Polymers with different content of cationic APTMA were synthesized as hydrophilic shell-forming blocks, ranging from fully cationic PAPTMA homopolymers B4 and BA3 to polymers with significantly lower cationic charge content (B2, B3, and BA2 containing 10, respectively 20% of APTMA units) to improve their cytocompatibility. Finally, copolymers with no positive charge B1 and BA1 were synthesized as controls. The polymers were characterized by size-exclusion chromatography (SEC) and 1H-NMR (Figure S1), as well as 1-13 C HSQC-NMR, to resolve the overlapping peaks. All measurements confirmed the copolymer composition to be close to the target values (Table S1).
The synthesized copolymers B1–4, respectively BA1–3, were then used as macro-CTAs for the synthesis of fluorinated block copolymer NPs M1–4, respectively MA1–3, by aqueous dispersion PISA. The macroCTA hydrophilic block was chain-extended by PTFEAM hydrophobic block to gain amphiphilicity. Particularly, TFEAM was used as a core-forming monomer due to its water-solubility in a monomeric state, while turning insoluble upon reaching a certain degree of polymerization (Scheme 2). This leads to in situ self-assembly of NPs during polymerization, providing the first block (macroCTA-based) remains water-soluble to stabilize the micelles. In all cases, the degree of polymerization of the fluorine-containing block was 400.
To improve the 19F-MR relaxation times of the fluorinated core, a small portion of HEAM (30 mol %) was added to the PISA reaction mixture in analogy to our previous findings50. The fluorinated core-forming block then consists of a statistical copolymer of P(FEAM-stat-HEAM), with the overall block copolymer structure being P(HEAM-stat-APTMA)100-block-P(TFEAM-stat-HEAM)400. The copolymer composition was confirmed by 1H-NMR; however, the attempts to perform SEC analysis of charged micelles failed due to the simultaneous presence of positive charges and fluorinated segments in copolymers, which led to strong interactions with the SEC column.
On the other hand, successful chain extension was confirmed by the formation of NPs during polymerization. The hydrodynamic size of the NPs was measured by dynamic light scattering in the range of 61–148 nm, with the largest size belonging to NPs with fully charged shells (M4 and MA3, Table 1; Fig. 1). Furthermore, the electrophoretic zeta potential of micelles was determined as a measure of NPs charge density. Interestingly, this value was strongly dependent on the structure of the CTA-based chain end group. In the case of BTPA-based polymers, the single carboxylic acid group at the polymer chain end becomes negatively charged at physiological conditions, and the merely single negative charge influences the overall surface charge of the micelle.
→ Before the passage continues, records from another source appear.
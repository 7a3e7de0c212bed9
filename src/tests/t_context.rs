use super::*;
use crate::token::{Token, TokenKind};

fn ident(name: &str) -> Token {
    Token::new(TokenKind::Ident, name, 1, 1)
}

fn recv_context() -> Context {
    let mut context = Context::new();
    context.enter_subroutine("vcl_recv", Scope::RECV, None);
    context
}

#[test]
fn test_get_builtin_in_scope() {
    let mut context = recv_context();
    let token = ident("req.url");
    assert!(matches!(
        context.get("req.url", &token),
        Ok(VclType::String)
    ));
}

#[test]
fn test_get_out_of_scope() {
    let mut context = recv_context();
    let token = ident("beresp.ttl");
    match context.get("beresp.ttl", &token) {
        Err(ContextError::OutOfScope { name, allowed, .. }) => {
            assert_eq!(name, "beresp.ttl");
            assert!(allowed.contains("fetch"));
        }
        other => panic!("expected out-of-scope error, got {:?}", other),
    }
}

#[test]
fn test_set_read_only() {
    let mut context = recv_context();
    let token = ident("client.ip");
    match context.set("client.ip", &token) {
        Err(ContextError::ReadOnly { name, .. }) => assert_eq!(name, "client.ip"),
        other => panic!("expected read-only error, got {:?}", other),
    }
}

#[test]
fn test_get_undefined_variable() {
    let mut context = recv_context();
    let token = ident("req.nonsense");
    assert!(matches!(
        context.get("req.nonsense", &token),
        Err(ContextError::UndefinedVariable { .. })
    ));
}

#[test]
fn test_header_wildcard_materialises_case_folded() {
    let mut context = recv_context();
    let token = ident("req.http.X-Custom");

    assert!(matches!(
        context.get("req.http.X-Custom", &token),
        Ok(VclType::String)
    ));
    // Both spellings resolve to the same materialised leaf.
    assert!(matches!(
        context.get("req.http.x-custom", &token),
        Ok(VclType::String)
    ));

    let http = context
        .variables
        .lookup("req.http")
        .expect("req.http exists");
    assert_eq!(http.children.len(), 1);
    assert!(http.children.contains_key("x-custom"));
}

#[test]
fn test_unset_header_allowed_but_not_plain_variable() {
    let mut context = recv_context();

    assert!(context.unset("req.http.Cookie", &ident("req.http.Cookie")).is_ok());

    match context.unset("req.url", &ident("req.url")) {
        Err(ContextError::CannotUnset { name, .. }) => assert_eq!(name, "req.url"),
        other => panic!("expected cannot-unset error, got {:?}", other),
    }
}

#[test]
fn test_declare_local_requires_var_prefix() {
    let mut context = recv_context();

    assert!(matches!(
        context.declare_local("count", VclType::Integer, ident("count")),
        Err(ContextError::BadLocalName { .. })
    ));

    assert!(context
        .declare_local("var.count", VclType::Integer, ident("var.count"))
        .is_ok());

    assert!(matches!(
        context.declare_local("var.count", VclType::Integer, ident("var.count")),
        Err(ContextError::Duplicate { .. })
    ));

    assert!(matches!(
        context.get("var.count", &ident("var.count")),
        Ok(VclType::Integer)
    ));
}

#[test]
fn test_leave_subroutine_reports_unused_locals() {
    let mut context = recv_context();
    context
        .declare_local("var.used", VclType::String, ident("var.used"))
        .unwrap();
    context
        .declare_local("var.idle", VclType::String, ident("var.idle"))
        .unwrap();
    context.get("var.used", &ident("var.used")).unwrap();

    let unused = context.leave_subroutine();
    assert_eq!(unused.len(), 1);
    assert_eq!(unused[0].0, "var.idle");
}

#[test]
fn test_locals_cleared_between_subroutines() {
    let mut context = recv_context();
    context
        .declare_local("var.x", VclType::String, ident("var.x"))
        .unwrap();
    context.leave_subroutine();

    context.enter_subroutine("vcl_deliver", Scope::DELIVER, None);
    assert!(matches!(
        context.get("var.x", &ident("var.x")),
        Err(ContextError::UndefinedVariable { .. })
    ));
}

#[test]
fn test_registries_duplicate_and_shared_backend_namespace() {
    let mut context = Context::new();

    context.register_backend("origin", ident("origin")).unwrap();
    assert!(matches!(
        context.register_backend("origin", ident("origin")),
        Err(ContextError::Duplicate { .. })
    ));
    // Directors share the backend namespace.
    assert!(matches!(
        context.register_director("origin", ident("origin")),
        Err(ContextError::Duplicate { .. })
    ));

    context.register_acl("office", ident("office")).unwrap();
    assert!(matches!(
        context.register_acl("office", ident("office")),
        Err(ContextError::Duplicate { .. })
    ));
}

#[test]
fn test_get_marks_declared_names_used() {
    let mut context = Context::new();
    context.register_acl("office", ident("office")).unwrap();
    context.enter_subroutine("vcl_recv", Scope::RECV, None);

    assert!(matches!(
        context.get("office", &ident("office")),
        Ok(VclType::Acl)
    ));
    assert!(context.acls["office"].used);
}

#[test]
fn test_reserved_return_states_are_ids() {
    let mut context = recv_context();
    assert!(matches!(
        context.get("lookup", &ident("lookup")),
        Ok(VclType::Id)
    ));
    assert!(matches!(
        context.get("deliver_stale", &ident("deliver_stale")),
        Ok(VclType::Id)
    ));
}

#[test]
fn test_lifecycle_subroutines_start_used() {
    let mut context = Context::new();
    context
        .register_subroutine("vcl_recv", ident("vcl_recv"), None)
        .unwrap();
    context
        .register_subroutine("helper", ident("helper"), None)
        .unwrap();

    assert!(context.subroutines["vcl_recv"].used);
    assert!(!context.subroutines["helper"].used);
}

#[test]
fn test_get_function_scope_check() {
    let mut context = recv_context();
    let token = ident("std.tolower");

    let function = context.get_function("std.tolower", &token).unwrap();
    assert_eq!(function.return_type, Some(VclType::String));

    assert!(matches!(
        context.get_function("std.no_such_fn", &token),
        Err(ContextError::UndefinedFunction { .. })
    ));
}

#[test]
fn test_regex_capture_overwrite_detection() {
    let mut context = recv_context();

    // First push never overwrites.
    assert!(!context.push_regex_captures());
    // Every later push in the same subroutine does, whether or not the
    // groups were read in between.
    assert!(context.push_regex_captures());
    context.get("re.group.1", &ident("re.group.1")).unwrap();
    assert!(context.push_regex_captures());
}

#[test]
fn test_regex_state_snapshot_restore() {
    let mut context = recv_context();

    let saved = context.snapshot_regex();
    context.push_regex_captures();
    context.restore_regex(saved);

    // Restored to unpushed, so the next push is the first again.
    assert!(!context.push_regex_captures());
    assert!(context.push_regex_captures());
}

#[test]
fn test_enter_subroutine_resets_regex_state() {
    let mut context = recv_context();
    context.push_regex_captures();

    context.enter_subroutine("vcl_deliver", Scope::DELIVER, None);
    assert!(!context.push_regex_captures());
}
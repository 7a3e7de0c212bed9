pub mod ast;
pub mod codec;
pub mod config;
pub mod context;
pub mod diag;
pub mod lexer;
pub mod lint;
pub mod parse;
pub mod resolve;
pub mod snippet;
pub mod token;
pub mod transformer;

pub use config::Config;
pub use diag::{Diagnostic, FrontendError, Severity};
pub use snippet::SnippetStore;

use crate::resolve::Resolver;

/// Full front-end pipeline for one source file: parse, expand includes and
/// boilerplate, lint. Structural failures short-circuit; lint findings are
/// returned in full.
pub fn check(
    source: &str,
    file: &str,
    config: &Config,
    snippets: &SnippetStore,
) -> Result<Vec<Diagnostic>, FrontendError> {
    let program = parse::parse(source, file)?;
    let mut resolver = Resolver::new(&config.include_paths, snippets);
    let program = resolver.resolve_program(program)?;
    Ok(lint::lint(&program, config))
}
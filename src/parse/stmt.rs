use super::*;
use crate::ast::{
    AddStatement, BlockStatement, BreakStatement, CallStatement, CaseLabel, CaseStatement,
    DeclareStatement, ElseIfStatement, ElseStatement, ErrorStatement, EsiStatement,
    FallthroughStatement, FunctionCallStatement, GotoDestinationStatement, GotoStatement,
    IfStatement, ImportStatement, IncludeStatement, LogStatement, Operator, RemoveStatement,
    RestartStatement, ReturnStatement, SetStatement, Statement, SwitchStatement,
    SyntheticBase64Statement, SyntheticStatement, UnsetStatement,
};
This is most apparent in the case of otherwise neutral PHEAM-shell NPs, which show a negative zeta potential of -15.2 mV for BTPA-based polymer MA1, while the analogous MBTP-based NPs M1 show a nearly neutral zeta potential of 0.13 mV. The zeta potential increases to positive values with increasing content of cationic APTMA comonomer. Based on these measurements, MBTP-based NPs M1 – M4 were selected for further investigations. The physicochemical properties of fluorinated block copolymer nanoparticles M1 – M4 are presented in Fig. 1. The long-term nanoparticle stability was confirmed by DLS performed on M2 micelles six months after synthesis (Figure S2). The stability based on MR signal is supported by long-term MR imaging of cells labeled with micelles, measured in a cell cultivation medium suspension. Additionally, no sifnificant difference was observed in the 19F-MR signal of M4 micelles (cpol = 60 mg mL− 1) incubated for 24-hours with 20% FBS compared to M4 NPs alone (data not shown).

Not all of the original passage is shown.